New shooter coming out:
Back a couple months ago, our own Josh Converse gave a succinct run-down of exactly why Vegas was going to suck, and though I was probably more willing to give it a chance than my dear friend was, I didn’t really have any counter-arguments to what he was saying, and I still don’t in some cases. Michael Chiklis really isn’t a very good actor. I never got super into The Shield, and though I plan on giving it a serious watch one of these days, that’s mostly because of Walton Goggins and Forest Whitaker. Network TV is still the vast wasteland it’s always been, and even though Vegas is easily the best thing I’ve seen on the networks lately, I’ve got the wide-open field of basic cable in which to piss away more of my precious time on this earth. Even if it’s just re-runs of Seinfeld, basic cable has so much more to offer the discriminating television viewer these days.

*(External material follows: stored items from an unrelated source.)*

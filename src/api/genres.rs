//! Genre pages

use axum::{
    extract::{Path, State},
    Form,
};
use serde_json::json;
use uuid::Uuid;

use crate::{
    error::{AppResult, ErrorResponse},
    models::{Book, BookSummaryView, BookView, Genre, GenreDraft, GenreForm, GenreView},
    services::{Deletion, Submission, WithDependents},
    AppState,
};

use super::{form_context, Page, View};

fn delete_page(confirmation: WithDependents<Genre, Book>) -> Page {
    let books: Vec<BookView> = confirmation.books.into_iter().map(BookView::from).collect();
    Page::render(
        "genre_delete",
        "Delete Genre",
        json!({
            "genre": GenreView::from(confirmation.record),
            "genre_books": books,
        }),
    )
}

fn submission_page(title: &str, submission: Submission<GenreDraft, Genre>) -> Page {
    match submission {
        Submission::Rejected { draft, errors } => {
            Page::render("genre_form", title, form_context("genre", &draft, &errors))
        }
        Submission::Saved(genre) | Submission::Existing(genre) => Page::redirect(genre.url()),
    }
}

/// List all genres
#[utoipa::path(
    get,
    path = "/catalog/genres",
    tag = "genres",
    responses(
        (status = 200, description = "`genre_list` view", body = View)
    )
)]
pub async fn list_genres(State(state): State<AppState>) -> AppResult<Page> {
    let genres: Vec<GenreView> = state
        .services
        .genres
        .list()
        .await?
        .into_iter()
        .map(GenreView::from)
        .collect();
    Ok(Page::render("genre_list", "Genre List", json!({ "genre_list": genres })))
}

/// Genre detail with its books
#[utoipa::path(
    get,
    path = "/catalog/genre/{id}",
    tag = "genres",
    params(("id" = Uuid, Path, description = "Genre ID")),
    responses(
        (status = 200, description = "`genre_detail` view; `genre` is null when unknown", body = View)
    )
)]
pub async fn get_genre(
    State(state): State<AppState>,
    Path(id): Path<Uuid>,
) -> AppResult<Page> {
    let (genre, books) = state.services.genres.detail(id).await?;
    let books: Vec<BookSummaryView> = books.into_iter().map(BookSummaryView::from).collect();
    Ok(Page::render(
        "genre_detail",
        "Genre Details",
        json!({
            "genre": genre.map(GenreView::from),
            "genre_books": books,
        }),
    ))
}

/// Empty genre creation form
#[utoipa::path(
    get,
    path = "/catalog/genre/create",
    tag = "genres",
    responses(
        (status = 200, description = "`genre_form` view", body = View)
    )
)]
pub async fn create_genre_form() -> Page {
    Page::render("genre_form", "Create Genre", json!({}))
}

/// Create a genre, or reuse the one with the same name
#[utoipa::path(
    post,
    path = "/catalog/genre/create",
    tag = "genres",
    request_body(content = GenreForm, content_type = "application/x-www-form-urlencoded"),
    responses(
        (status = 303, description = "Redirect to the new or existing genre"),
        (status = 200, description = "`genre_form` view with field errors", body = View)
    )
)]
pub async fn create_genre(
    State(state): State<AppState>,
    Form(form): Form<GenreForm>,
) -> AppResult<Page> {
    let submission = state.services.genres.create(&form).await?;
    Ok(submission_page("Create Genre", submission))
}

/// Delete confirmation
#[utoipa::path(
    get,
    path = "/catalog/genre/{id}/delete",
    tag = "genres",
    params(("id" = Uuid, Path, description = "Genre ID")),
    responses(
        (status = 200, description = "`genre_delete` view", body = View),
        (status = 404, description = "Genre not found", body = ErrorResponse)
    )
)]
pub async fn delete_genre_form(
    State(state): State<AppState>,
    Path(id): Path<Uuid>,
) -> AppResult<Page> {
    let confirmation = state.services.genres.delete_confirmation(id).await?;
    Ok(delete_page(confirmation))
}

/// Delete a genre that no book references
#[utoipa::path(
    post,
    path = "/catalog/genre/{id}/delete",
    tag = "genres",
    params(("id" = Uuid, Path, description = "Genre ID")),
    responses(
        (status = 303, description = "Deleted, redirect to the genre list"),
        (status = 200, description = "Books still reference the genre, `genre_delete` view", body = View),
        (status = 404, description = "Genre not found", body = ErrorResponse)
    )
)]
pub async fn delete_genre(
    State(state): State<AppState>,
    Path(id): Path<Uuid>,
) -> AppResult<Page> {
    match state.services.genres.delete(id).await? {
        Deletion::Blocked(confirmation) => Ok(delete_page(confirmation)),
        Deletion::Removed => Ok(Page::redirect("/catalog/genres")),
    }
}

/// Genre form pre-filled with the stored values
#[utoipa::path(
    get,
    path = "/catalog/genre/{id}/update",
    tag = "genres",
    params(("id" = Uuid, Path, description = "Genre ID")),
    responses(
        (status = 200, description = "`genre_form` view", body = View),
        (status = 404, description = "Genre not found", body = ErrorResponse)
    )
)]
pub async fn update_genre_form(
    State(state): State<AppState>,
    Path(id): Path<Uuid>,
) -> AppResult<Page> {
    let genre = state.services.genres.get(id).await?;
    Ok(Page::render(
        "genre_form",
        "Update Genre",
        json!({ "genre": GenreView::from(genre) }),
    ))
}

/// Rename a genre
#[utoipa::path(
    post,
    path = "/catalog/genre/{id}/update",
    tag = "genres",
    params(("id" = Uuid, Path, description = "Genre ID")),
    request_body(content = GenreForm, content_type = "application/x-www-form-urlencoded"),
    responses(
        (status = 303, description = "Redirect to the updated genre"),
        (status = 200, description = "`genre_form` view with field errors", body = View),
        (status = 404, description = "Genre not found", body = ErrorResponse)
    )
)]
pub async fn update_genre(
    State(state): State<AppState>,
    Path(id): Path<Uuid>,
    Form(form): Form<GenreForm>,
) -> AppResult<Page> {
    let submission = state.services.genres.update(id, &form).await?;
    Ok(submission_page("Update Genre", submission))
}
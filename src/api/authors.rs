//! Author pages

use axum::{
    extract::{Path, State},
    Form,
};
use serde_json::json;
use uuid::Uuid;

use crate::{
    error::{AppResult, ErrorResponse},
    models::{Author, AuthorDraft, AuthorForm, AuthorView, Book, BookSummaryView, BookView},
    services::{Deletion, Submission, WithDependents},
    AppState,
};

use super::{form_context, Page, View};

fn delete_page(confirmation: WithDependents<Author, Book>) -> Page {
    let books: Vec<BookView> = confirmation.books.into_iter().map(BookView::from).collect();
    Page::render(
        "author_delete",
        "Delete Author",
        json!({
            "author": AuthorView::from(confirmation.record),
            "author_books": books,
        }),
    )
}

fn submission_page(title: &str, submission: Submission<AuthorDraft, Author>) -> Page {
    match submission {
        Submission::Rejected { draft, errors } => {
            Page::render("author_form", title, form_context("author", &draft, &errors))
        }
        Submission::Saved(author) | Submission::Existing(author) => Page::redirect(author.url()),
    }
}

/// List all authors
#[utoipa::path(
    get,
    path = "/catalog/authors",
    tag = "authors",
    responses(
        (status = 200, description = "`author_list` view", body = View)
    )
)]
pub async fn list_authors(State(state): State<AppState>) -> AppResult<Page> {
    let authors: Vec<AuthorView> = state
        .services
        .authors
        .list()
        .await?
        .into_iter()
        .map(AuthorView::from)
        .collect();
    Ok(Page::render("author_list", "Author List", json!({ "author_list": authors })))
}

/// Author detail with its books
#[utoipa::path(
    get,
    path = "/catalog/author/{id}",
    tag = "authors",
    params(("id" = Uuid, Path, description = "Author ID")),
    responses(
        (status = 200, description = "`author_detail` view; `author` is null when unknown", body = View)
    )
)]
pub async fn get_author(
    State(state): State<AppState>,
    Path(id): Path<Uuid>,
) -> AppResult<Page> {
    let (author, books) = state.services.authors.detail(id).await?;
    let books: Vec<BookSummaryView> = books.into_iter().map(BookSummaryView::from).collect();
    Ok(Page::render(
        "author_detail",
        "Author Detail",
        json!({
            "author": author.map(AuthorView::from),
            "author_books": books,
        }),
    ))
}

/// Empty author creation form
#[utoipa::path(
    get,
    path = "/catalog/author/create",
    tag = "authors",
    responses(
        (status = 200, description = "`author_form` view", body = View)
    )
)]
pub async fn create_author_form() -> Page {
    Page::render("author_form", "Create Author", json!({}))
}

/// Create an author
#[utoipa::path(
    post,
    path = "/catalog/author/create",
    tag = "authors",
    request_body(content = AuthorForm, content_type = "application/x-www-form-urlencoded"),
    responses(
        (status = 303, description = "Redirect to the new author"),
        (status = 200, description = "`author_form` view with field errors", body = View)
    )
)]
pub async fn create_author(
    State(state): State<AppState>,
    Form(form): Form<AuthorForm>,
) -> AppResult<Page> {
    let submission = state.services.authors.create(&form).await?;
    Ok(submission_page("Create Author", submission))
}

/// Delete confirmation
#[utoipa::path(
    get,
    path = "/catalog/author/{id}/delete",
    tag = "authors",
    params(("id" = Uuid, Path, description = "Author ID")),
    responses(
        (status = 200, description = "`author_delete` view", body = View),
        (status = 404, description = "Author not found", body = ErrorResponse)
    )
)]
pub async fn delete_author_form(
    State(state): State<AppState>,
    Path(id): Path<Uuid>,
) -> AppResult<Page> {
    let confirmation = state.services.authors.delete_confirmation(id).await?;
    Ok(delete_page(confirmation))
}

/// Delete an author that no book references
#[utoipa::path(
    post,
    path = "/catalog/author/{id}/delete",
    tag = "authors",
    params(("id" = Uuid, Path, description = "Author ID")),
    responses(
        (status = 303, description = "Deleted, redirect to the author list"),
        (status = 200, description = "Books still reference the author, `author_delete` view", body = View),
        (status = 404, description = "Author not found", body = ErrorResponse)
    )
)]
pub async fn delete_author(
    State(state): State<AppState>,
    Path(id): Path<Uuid>,
) -> AppResult<Page> {
    match state.services.authors.delete(id).await? {
        Deletion::Blocked(confirmation) => Ok(delete_page(confirmation)),
        Deletion::Removed => Ok(Page::redirect("/catalog/authors")),
    }
}

/// Author form pre-filled with the stored values
#[utoipa::path(
    get,
    path = "/catalog/author/{id}/update",
    tag = "authors",
    params(("id" = Uuid, Path, description = "Author ID")),
    responses(
        (status = 200, description = "`author_form` view", body = View),
        (status = 404, description = "Author not found", body = ErrorResponse)
    )
)]
pub async fn update_author_form(
    State(state): State<AppState>,
    Path(id): Path<Uuid>,
) -> AppResult<Page> {
    let author = state.services.authors.get(id).await?;
    Ok(Page::render(
        "author_form",
        "Update Author",
        json!({ "author": AuthorView::from(author) }),
    ))
}

/// Update an author
#[utoipa::path(
    post,
    path = "/catalog/author/{id}/update",
    tag = "authors",
    params(("id" = Uuid, Path, description = "Author ID")),
    request_body(content = AuthorForm, content_type = "application/x-www-form-urlencoded"),
    responses(
        (status = 303, description = "Redirect to the updated author"),
        (status = 200, description = "`author_form` view with field errors", body = View),
        (status = 404, description = "Author not found", body = ErrorResponse)
    )
)]
pub async fn update_author(
    State(state): State<AppState>,
    Path(id): Path<Uuid>,
    Form(form): Form<AuthorForm>,
) -> AppResult<Page> {
    let submission = state.services.authors.update(id, &form).await?;
    Ok(submission_page("Update Author", submission))
}
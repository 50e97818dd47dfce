//! Catalog workflows: list, detail, create, update and delete for authors
//! and genres.

pub mod authors;
pub mod genres;

use std::sync::Arc;

use crate::{
    models::FieldError,
    repository::{AuthorStore, BookStore, GenreStore, Repository},
};

/// Result of a create or update submission
#[derive(Debug, Clone, PartialEq)]
pub enum Submission<D, E> {
    /// Validation failed; nothing was written
    Rejected { draft: D, errors: Vec<FieldError> },
    /// The record was written
    Saved(E),
    /// An equal record already existed and was reused
    Existing(E),
}

/// A record together with the books referencing it
#[derive(Debug, Clone, PartialEq)]
pub struct WithDependents<E, B> {
    pub record: E,
    pub books: Vec<B>,
}

/// Result of a delete submission
#[derive(Debug, Clone, PartialEq)]
pub enum Deletion<E, B> {
    /// Books still reference the record; it was left in place
    Blocked(WithDependents<E, B>),
    Removed,
}

/// Container for all services
#[derive(Clone)]
pub struct Services {
    pub authors: authors::AuthorsService,
    pub genres: genres::GenresService,
}

impl Services {
    /// Create all services backed by the PostgreSQL repository
    pub fn new(repository: Repository) -> Self {
        let repository = Arc::new(repository);
        Self::from_stores(repository.clone(), repository.clone(), repository)
    }

    /// Create all services over arbitrary stores
    pub fn from_stores(
        authors: Arc<dyn AuthorStore>,
        genres: Arc<dyn GenreStore>,
        books: Arc<dyn BookStore>,
    ) -> Self {
        Self {
            authors: authors::AuthorsService::new(authors, books.clone()),
            genres: genres::GenresService::new(genres, books),
        }
    }
}
//! Catalog Server - local library catalog
//!
//! Serves the author and genre pages over HTTP.

use anyhow::Context;
use sqlx::postgres::PgPoolOptions;
use std::net::{IpAddr, SocketAddr};
use std::sync::Arc;
use tracing_subscriber::{layer::SubscriberExt, util::SubscriberInitExt};

use catalog_server::{
    api,
    config::{AppConfig, LoggingConfig},
    repository::Repository,
    services::Services,
    AppState,
};

fn init_tracing(logging: &LoggingConfig) {
    let filter = tracing_subscriber::EnvFilter::try_from_default_env()
        .unwrap_or_else(|_| format!("catalog_server={},tower_http=debug", logging.level).into());

    let registry = tracing_subscriber::registry().with(filter);
    if logging.is_json() {
        registry.with(tracing_subscriber::fmt::layer().json()).init();
    } else {
        registry.with(tracing_subscriber::fmt::layer()).init();
    }
}

#[tokio::main]
async fn main() -> anyhow::Result<()> {
    // Load environment variables from .env file
    dotenvy::dotenv().ok();

    let config = AppConfig::load().context("Failed to load configuration")?;

    init_tracing(&config.logging);

    tracing::info!("Starting Catalog Server v{}", env!("CARGO_PKG_VERSION"));

    // Create database connection pool
    let pool = PgPoolOptions::new()
        .max_connections(config.database.max_connections)
        .min_connections(config.database.min_connections)
        .connect(&config.database.url)
        .await
        .context("Failed to connect to database")?;

    tracing::info!("Connected to database");

    sqlx::migrate!("./migrations")
        .run(&pool)
        .await
        .context("Failed to run database migrations")?;

    tracing::info!("Database migrations completed");

    let addr = SocketAddr::new(
        config.server.host.parse::<IpAddr>().context("Invalid host address")?,
        config.server.port,
    );

    let state = AppState {
        config: Arc::new(config),
        services: Arc::new(Services::new(Repository::new(pool))),
    };

    let app = api::create_router(state);

    tracing::info!("Server listening on http://{}", addr);

    let listener = tokio::net::TcpListener::bind(addr).await?;
    axum::serve(listener, app).await?;

    Ok(())
}
//! Data models for the catalog

pub mod author;
pub mod book;
pub mod form;
pub mod genre;

// Re-export commonly used types
pub use author::{Author, AuthorDraft, AuthorForm, AuthorView};
pub use book::{Book, BookReference, BookSummary, BookSummaryView, BookView};
pub use form::{FieldError, FieldErrorKind, Validated};
pub use genre::{Genre, GenreDraft, GenreForm, GenreView};
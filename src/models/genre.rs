//! Genre model

use serde::{Deserialize, Serialize};
use sqlx::FromRow;
use utoipa::ToSchema;
use uuid::Uuid;

use super::form::{self, FieldError, FieldErrorKind, Validated};

/// Genre record
#[derive(Debug, Clone, PartialEq, Serialize, Deserialize, FromRow, ToSchema)]
pub struct Genre {
    pub id: Uuid,
    /// Unique genre name
    pub name: String,
}

impl Genre {
    pub fn url(&self) -> String {
        genre_url(self.id)
    }
}

pub fn genre_url(id: Uuid) -> String {
    format!("/catalog/genre/{}", id)
}

/// Genre as handed to views
#[derive(Debug, Clone, Serialize, ToSchema)]
pub struct GenreView {
    #[serde(flatten)]
    pub genre: Genre,
    pub url: String,
}

impl From<Genre> for GenreView {
    fn from(genre: Genre) -> Self {
        Self {
            url: genre.url(),
            genre,
        }
    }
}

/// Raw genre form submission
#[derive(Debug, Clone, Default, Deserialize, ToSchema)]
pub struct GenreForm {
    pub name: Option<String>,
}

/// Sanitized genre fields ready to be stored
#[derive(Debug, Clone, PartialEq, Serialize, ToSchema)]
pub struct GenreDraft {
    pub id: Option<Uuid>,
    pub name: String,
}

impl GenreForm {
    pub fn validate(&self, id: Option<Uuid>) -> Validated<GenreDraft> {
        let name = form::sanitize(self.name.as_deref());

        let errors: Vec<FieldError> = [
            form::require("name", &name, "Genre name required"),
            form::alphanumeric("name", &name, "Genre name must be alphanumeric text."),
        ]
        .into_iter()
        .flatten()
        .collect();

        Validated::from_errors(GenreDraft { id, name }, errors)
    }
}

impl From<&Genre> for GenreDraft {
    fn from(genre: &Genre) -> Self {
        Self {
            id: Some(genre.id),
            name: genre.name.clone(),
        }
    }
}

/// Error reported when a genre is renamed to a name another genre already has
pub fn duplicate_name_error(name: &str) -> FieldError {
    FieldError {
        field: "name".to_string(),
        kind: FieldErrorKind::DuplicateName,
        message: format!("A genre named '{}' already exists.", name),
    }
}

So let’s begin here, then. First of all, the Chiklis situation. For one thing, he’s not terrible. Not long into the pilot, I realized he wasn’t very good at all, though. I figure, hey, give him a chance, maybe he’ll pull it out. And lo and behold, by the end credits of episode 3, he’d won me over. Chiklis plays Vincent Savino, a casino manager who’d been working for the mob in Havana until Uncle Fidel and his boys lit their fuse. So now they send him down to the Savoy in Las Vegas, NV, with orders to whip the joint into shape. At first, you see his little hat and his big face and you figure, here we go again with the mobbed-up tough guy. This was likely calculated to get the chumps rolling in at first, a very Vegas-y move: give us an easy crime-fiction stereotype so we know we’re getting the same old slop, you’re not trying to sneak some character development past us. But then that’s just what happens. Savino is probably not the smartest guy in the cosa nostra, but he works hard and he knows what he’s doing. Over the next couple of episodes, we get the clear picture that he’s really more of a middle manager than he is anything. So unlike Tony Soprano or any other major TV mob figures we’ve seen over the last few years, we get a real sense of Savino’s blue-collar roots. Chiklis definitely deserves the lion’s share for credit in this, even though he still wouldn’t have been my first choice.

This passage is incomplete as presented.